Annotations are made over contents, but contents make change overtime. We might need a way to keep track that the linked resource is still what it is supposed to be. However, since we don't control third party resources, that is only achievable to some degree.

  • (optimistic scenario) We might expect the content editors to preserve the content, and if ever, only do minor changes.
  • (scenario) However a site might be hacked, and its contents defaced with spam or whatever.
  • (scenario) A site owner might want to do a clean up of old resources regardless possible annotations.
  • (scenario) A page might not be the proper location for a content (e.g. a blog front page which posts shift down and dissapear as more contents are published).
  • (scenario) Misschievous people might change the contents of a page just to play other people.
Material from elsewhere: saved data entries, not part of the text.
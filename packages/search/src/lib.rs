//! Keyword index used for full-text search over job listings.
//!
//! The index is treated as an external service: the repository pushes
//! documents after every committed write and asks it for ranked keys. Only
//! four fields are indexed: title, description, employment terms and hours.
//!
//! - [`KeywordIndex`] is the contract a backend implements.
//! - [`MemoryKeywordIndex`] is an in-process backend for single-node
//!   deployments and tests.

mod memory;
mod query;

use std::future::Future;

use jobs_core::{JobListingId, JobTranslation, Locale};
use serde::{Deserialize, Serialize};

pub use memory::MemoryKeywordIndex;
pub use query::{SearchQuery, tokenize};

/// Default minimum token length; shorter words are not indexed.
pub const DEFAULT_MIN_WORD_SIZE: usize = 3;

#[derive(Debug, thiserror::Error)]
pub enum IndexError {
    #[error("keyword index unavailable: {0}")]
    Unavailable(String),

    #[error("invalid document key: {0}")]
    InvalidKey(String),
}

/// Identifies one indexed document: a listing in one locale.
#[derive(Debug, Clone, PartialEq, Eq, PartialOrd, Ord, Hash, Serialize, Deserialize)]
pub struct DocumentKey {
    pub listing: JobListingId,
    pub locale: Locale,
}

impl DocumentKey {
    pub fn new(listing: JobListingId, locale: Locale) -> Self {
        Self { listing, locale }
    }

    /// Parse the `listing/locale` form produced by `Display`.
    pub fn parse(s: &str) -> Result<Self, IndexError> {
        let (listing, locale) = s
            .split_once('/')
            .ok_or_else(|| IndexError::InvalidKey(s.to_string()))?;
        let listing = JobListingId::parse(listing).map_err(|_| IndexError::InvalidKey(s.to_string()))?;
        let locale = Locale::parse(locale).map_err(|_| IndexError::InvalidKey(s.to_string()))?;
        Ok(Self { listing, locale })
    }
}

impl std::fmt::Display for DocumentKey {
    fn fmt(&self, f: &mut std::fmt::Formatter<'_>) -> std::fmt::Result {
        write!(f, "{}/{}", self.listing, self.locale)
    }
}

/// The indexed subset of a listing translation.
#[derive(Debug, Clone, Default, PartialEq, Eq, Serialize, Deserialize)]
pub struct IndexDocument {
    pub title: String,
    pub description: String,
    pub employment_terms: Option<String>,
    pub hours: Option<String>,
}

impl From<&JobTranslation> for IndexDocument {
    fn from(t: &JobTranslation) -> Self {
        Self {
            title: t.title.clone(),
            description: t.description.clone(),
            employment_terms: t.employment_terms.clone(),
            hours: t.hours.clone(),
        }
    }
}

/// A ranked search result.
#[derive(Debug, Clone, PartialEq, Eq)]
pub struct SearchHit {
    pub key: DocumentKey,
    pub score: u32,
}

/// Backend contract for the keyword index.
///
/// Implementations own their ranking and tokenization; callers rely only on
/// the index reflecting the latest upserted documents.
pub trait KeywordIndex: Send + Sync {
    /// Insert or replace a document.
    fn upsert(
        &self,
        key: &DocumentKey,
        document: &IndexDocument,
    ) -> impl Future<Output = Result<(), IndexError>> + Send;

    /// Remove a document. Removing an unknown key is not an error.
    fn remove(&self, key: &DocumentKey) -> impl Future<Output = Result<(), IndexError>> + Send;

    /// Drop every document.
    fn clear(&self) -> impl Future<Output = Result<(), IndexError>> + Send;

    /// Documents matching `query`, best match first.
    fn search(&self, query: &str) -> impl Future<Output = Result<Vec<SearchHit>, IndexError>> + Send;
}

#[cfg(test)]
mod tests {
    #![allow(clippy::disallowed_methods)]

    use super::*;

    #[test]
    fn document_keys_round_trip_through_display() {
        let key = DocumentKey::new(JobListingId::new(), Locale::parse("nl").unwrap());
        let parsed = DocumentKey::parse(&key.to_string()).unwrap();
        assert_eq!(parsed, key);
    }

    #[test]
    fn malformed_keys_are_rejected() {
        assert!(matches!(DocumentKey::parse("nope"), Err(IndexError::InvalidKey(_))));
        assert!(matches!(DocumentKey::parse("nope/en"), Err(IndexError::InvalidKey(_))));
    }
}
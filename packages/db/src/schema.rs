//! Database schema definitions using SurrealQL.

use crate::{Database, DbError};

/// Initialize the database schema.
///
/// This creates all necessary tables, fields, and indexes. Safe to run on
/// every startup.
pub async fn init_schema(db: &Database) -> Result<(), DbError> {
    tracing::info!("Initializing database schema...");

    // Base listing table
    db.query(LISTING_SCHEMA).await?.check()?;

    // One row per (listing, locale)
    db.query(TRANSLATION_SCHEMA).await?.check()?;

    // Applications, deleted with their listing
    db.query(APPLICATION_SCHEMA).await?.check()?;

    tracing::info!("Database schema initialized");

    Ok(())
}

/// Locale-independent listing attributes.
const LISTING_SCHEMA: &str = r#"
DEFINE TABLE IF NOT EXISTS job_listing SCHEMAFULL;

DEFINE FIELD IF NOT EXISTS draft ON job_listing TYPE bool DEFAULT false;
DEFINE FIELD IF NOT EXISTS published_at ON job_listing TYPE datetime;
DEFINE FIELD IF NOT EXISTS created_at ON job_listing TYPE datetime;
DEFINE FIELD IF NOT EXISTS updated_at ON job_listing TYPE datetime;

-- Indexes for the "latest" and "live" views
DEFINE INDEX IF NOT EXISTS job_listing_created ON job_listing FIELDS created_at;
DEFINE INDEX IF NOT EXISTS job_listing_live ON job_listing FIELDS draft, published_at;
"#;

/// Translated listing content.
const TRANSLATION_SCHEMA: &str = r#"
DEFINE TABLE IF NOT EXISTS job_translation SCHEMAFULL;

DEFINE FIELD IF NOT EXISTS listing ON job_translation TYPE string;
DEFINE FIELD IF NOT EXISTS locale ON job_translation TYPE string;
DEFINE FIELD IF NOT EXISTS title ON job_translation TYPE string;
DEFINE FIELD IF NOT EXISTS slug ON job_translation TYPE string;
DEFINE FIELD IF NOT EXISTS description ON job_translation TYPE string;
DEFINE FIELD IF NOT EXISTS employment_terms ON job_translation TYPE option<string>;
DEFINE FIELD IF NOT EXISTS hours ON job_translation TYPE option<string>;
DEFINE FIELD IF NOT EXISTS education ON job_translation TYPE option<string>;
DEFINE FIELD IF NOT EXISTS experience ON job_translation TYPE option<string>;
DEFINE FIELD IF NOT EXISTS skills ON job_translation TYPE option<string>;
DEFINE FIELD IF NOT EXISTS languages ON job_translation TYPE option<string>;
DEFINE FIELD IF NOT EXISTS salary ON job_translation TYPE option<string>;
DEFINE FIELD IF NOT EXISTS length ON job_translation TYPE option<string>;
DEFINE FIELD IF NOT EXISTS contact ON job_translation TYPE option<string>;
DEFINE FIELD IF NOT EXISTS reference ON job_translation TYPE option<string>;

-- Rows are keyed job_translation:[listing, locale], which makes each pair
-- unique. A compound index led by `listing` made `listing IN $ids` lookups
-- come back empty, so it is dropped from older databases.
REMOVE INDEX IF EXISTS job_translation_row ON job_translation;
DEFINE INDEX IF NOT EXISTS job_translation_slug ON job_translation FIELDS slug, locale UNIQUE;
DEFINE INDEX IF NOT EXISTS job_translation_title ON job_translation FIELDS title;
"#;

/// Job applications.
const APPLICATION_SCHEMA: &str = r#"
DEFINE TABLE IF NOT EXISTS job_application SCHEMAFULL;

DEFINE FIELD IF NOT EXISTS job_id ON job_application TYPE string;
DEFINE FIELD IF NOT EXISTS name ON job_application TYPE string;
DEFINE FIELD IF NOT EXISTS email ON job_application TYPE string;
DEFINE FIELD IF NOT EXISTS phone ON job_application TYPE option<string>;
DEFINE FIELD IF NOT EXISTS cover_letter ON job_application TYPE option<string>;
DEFINE FIELD IF NOT EXISTS created_at ON job_application TYPE datetime;

DEFINE INDEX IF NOT EXISTS job_application_job ON job_application FIELDS job_id;
"#;
//! Field validation run before every listing write.

use serde::{Deserialize, Serialize};

use crate::{JobAttributes, JobField};

/// Maximum length, in characters, of every bounded text field.
pub const MAX_TEXT_LENGTH: usize = 255;

pub const BLANK: &str = "can't be blank";
pub const TAKEN: &str = "has already been taken";

/// A single violated constraint.
#[derive(Debug, Clone, PartialEq, Eq, Serialize, Deserialize)]
pub struct FieldError {
    pub field: JobField,
    pub message: String,
}

/// All constraints violated by one write attempt.
#[derive(Debug, Clone, Default, PartialEq, Eq, Serialize, Deserialize)]
pub struct ValidationErrors {
    errors: Vec<FieldError>,
}

impl ValidationErrors {
    pub fn new() -> Self {
        Self::default()
    }

    /// Errors for a single field.
    pub fn single(field: JobField, message: impl Into<String>) -> Self {
        let mut errors = Self::new();
        errors.add(field, message);
        errors
    }

    pub fn add(&mut self, field: JobField, message: impl Into<String>) {
        self.errors.push(FieldError {
            field,
            message: message.into(),
        });
    }

    pub fn is_empty(&self) -> bool {
        self.errors.is_empty()
    }

    pub fn errors(&self) -> &[FieldError] {
        &self.errors
    }

    /// Messages recorded against `field`.
    pub fn on(&self, field: JobField) -> Vec<&str> {
        self.errors
            .iter()
            .filter(|e| e.field == field)
            .map(|e| e.message.as_str())
            .collect()
    }

    pub fn has(&self, field: JobField) -> bool {
        self.errors.iter().any(|e| e.field == field)
    }

    /// `Ok(())` when nothing was recorded.
    pub fn into_result(self) -> Result<(), Self> {
        if self.is_empty() { Ok(()) } else { Err(self) }
    }
}

impl std::fmt::Display for ValidationErrors {
    fn fmt(&self, f: &mut std::fmt::Formatter<'_>) -> std::fmt::Result {
        write!(f, "validation failed: ")?;
        for (i, e) in self.errors.iter().enumerate() {
            if i > 0 {
                write!(f, ", ")?;
            }
            write!(f, "{} {}", e.field, e.message)?;
        }
        Ok(())
    }
}

impl std::error::Error for ValidationErrors {}

/// Message for a value longer than [`MAX_TEXT_LENGTH`].
pub fn too_long() -> String {
    format!("is too long (maximum is {MAX_TEXT_LENGTH} characters)")
}

/// Check presence and length constraints.
///
/// Uniqueness needs the store and is checked by the repository.
pub fn validate(attrs: &JobAttributes) -> Result<(), ValidationErrors> {
    let mut errors = ValidationErrors::new();

    if attrs.title.trim().is_empty() {
        errors.add(JobField::Title, BLANK);
    }
    if attrs.description.trim().is_empty() {
        errors.add(JobField::Description, BLANK);
    }

    if exceeds_limit(&attrs.title) {
        errors.add(JobField::Title, too_long());
    }
    for (field, value) in attrs.optional_texts() {
        if value.is_some_and(exceeds_limit) {
            errors.add(field, too_long());
        }
    }

    errors.into_result()
}

fn exceeds_limit(value: &str) -> bool {
    value.chars().count() > MAX_TEXT_LENGTH
}
#[tokio::test]
async fn reindex_rebuilds_from_the_store() -> Result<(), Box<dyn Error>> {
    let repo = common::listings().await?;
    let en = Locale::default();
    let nl = locale("nl");

    let baker = repo.create(&en, JobAttributes::new("Baker", "Bread")).await?;
    repo.update(baker.id, &nl, JobAttributes::new("Bakker", "Brood"))
        .await?;
    repo.create(&en, JobAttributes::new("Butcher", "Meat")).await?;

    repo.index().clear().await?;
    assert!(repo.search("bread", &en).await?.is_empty());

    assert_eq!(repo.reindex().await?, 3);
    assert_eq!(repo.search("bread", &en).await?.len(), 1);
    assert_eq!(repo.search("brood", &nl).await?.len(), 1);

    Ok(())
}

#[tokio::test]
async fn translations_load_for_every_locale() -> Result<(), Box<dyn Error>> {
    let db = common::setup_db().await?;
    // Running the schema again must leave lookups intact.
    db::init_schema(&db).await?;
    let repo = JobListingRepository::new(db, RepositoryConfig::default());
    let en = Locale::default();
    let nl = locale("nl");

    let baker = repo.create(&en, JobAttributes::new("Baker", "Bread")).await?;
    assert_eq!(baker.translations.len(), 1);

    let updated = repo
        .update(baker.id, &nl, JobAttributes::new("Bakker", "Brood"))
        .await?;
    assert_eq!(updated.title(&en), Some("Baker"));
    assert_eq!(updated.title(&nl), Some("Bakker"));

    let butcher = repo.create(&en, JobAttributes::new("Butcher", "Meat")).await?;

    let all = repo.translations().for_listing(baker.id, None).await?;
    let locales: Vec<_> = all.iter().map(|t| t.locale.as_str()).collect();
    assert_eq!(locales, vec!["en", "nl"]);

    let grouped = repo
        .translations()
        .for_listings(&[baker.id, butcher.id], None)
        .await?;
    assert_eq!(grouped.get(&baker.id).map(Vec::len), Some(2));
    assert_eq!(grouped.get(&butcher.id).map(Vec::len), Some(1));

    let latest = repo.latest(10).await?;
    assert!(latest.iter().all(|l| !l.translations.is_empty()));

    Ok(())
}

#[tokio::test]
async fn adding_a_locale_keeps_publication_state() -> Result<(), Box<dyn Error>> {
    let repo = common::listings().await?;
    let en = Locale::default();
    let nl = locale("nl");
    let next_month = Utc::now() + Duration::days(30);

    let draft = repo
        .create(
            &en,
            JobAttributes::new("Baker", "Bread")
                .with_draft(true)
                .with_published_at(next_month),
        )
        .await?;

    let translated = repo
        .update(draft.id, &nl, JobAttributes::new("Bakker", "Brood"))
        .await?;
    assert!(translated.draft);
    assert_eq!(translated.published_at, draft.published_at);
    assert!(!translated.is_live());
    assert!(repo.live(Some(&nl)).await?.is_empty());

    let published = repo
        .update(
            draft.id,
            &nl,
            JobAttributes::new("Bakker", "Brood")
                .with_draft(false)
                .with_published_at(yesterday()),
        )
        .await?;
    assert!(!published.draft);
    assert!(published.is_live());
    assert_eq!(repo.live(Some(&nl)).await?.len(), 1);

    Ok(())
}

#[tokio::test]
async fn oversized_latest_limit_returns_everything() -> Result<(), Box<dyn Error>> {
    let repo = common::listings().await?;
    let en = Locale::default();

    repo.create(&en, JobAttributes::new("Baker", "Bread")).await?;
    repo.create(&en, JobAttributes::new("Butcher", "Meat")).await?;

    assert_eq!(repo.latest(usize::MAX).await?.len(), 2);
    Ok(())
}

#[tokio::test]
async fn concurrent_creates_with_clashing_slugs_both_succeed() -> Result<(), Box<dyn Error>> {
    let repo = common::listings().await?;
    let en = Locale::default();

    let (first, second) = tokio::join!(
        repo.create(&en, JobAttributes::new("Baker!", "Bread")),
        repo.create(&en, JobAttributes::new("Baker?", "Bread")),
    );
    let (first, second) = (first?, second?);

    let mut slugs = vec![
        first.slug(&en).map(str::to_string),
        second.slug(&en).map(str::to_string),
    ];
    slugs.sort();
    assert_eq!(
        slugs,
        vec![Some("baker".to_string()), Some("baker-2".to_string())]
    );

    Ok(())
}

#[tokio::test]
async fn region_case_does_not_split_locales() -> Result<(), Box<dyn Error>> {
    let repo = common::listings().await?;

    let listing = repo
        .create(&locale("pt-BR"), JobAttributes::new("Padeiro", "Pão"))
        .await?;
    let updated = repo
        .update(listing.id, &locale("pt-br"), JobAttributes::new("Padeiro", "Pão e bolos"))
        .await?;

    assert_eq!(updated.translations.len(), 1);
    assert_eq!(updated.translations[0].locale.as_str(), "pt-BR");
    assert_eq!(repo.find_by_slug("padeiro", &locale("PT-br")).await?.id, listing.id);

    Ok(())
}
Just to name the most "straight-forward" example: Attract links/categorization with a kitties photo gallery, then change those with other kind of "pussy", and then blame the link owners for referencing pornography.

Proposals:

  • A hash of the content might be stored to check for content integrity.
    • (however) Hashes up to MD5 are compromised and might be circunvect. Not only a evil publisher can malevously alter her contents, but also introduces a new scenario where a rogue annotator blames the original publisher for some content that happens to have the same hash.
  • A verbatim copy of the content might be stored to avoid losing track of the original.
    • (however) some materials might be copyrighted. Even private copies might be disallowed.
      • (however) typical internet forums, or divulgation sites do not have such constraints.
  • A conscious publisher might interact with the available annotations, in this case notifying of the modification, so the system and the annotation owners can check and correct them. The publisher might even introduce link anchors and permanent URIs to the contents, or support some version control over her contents.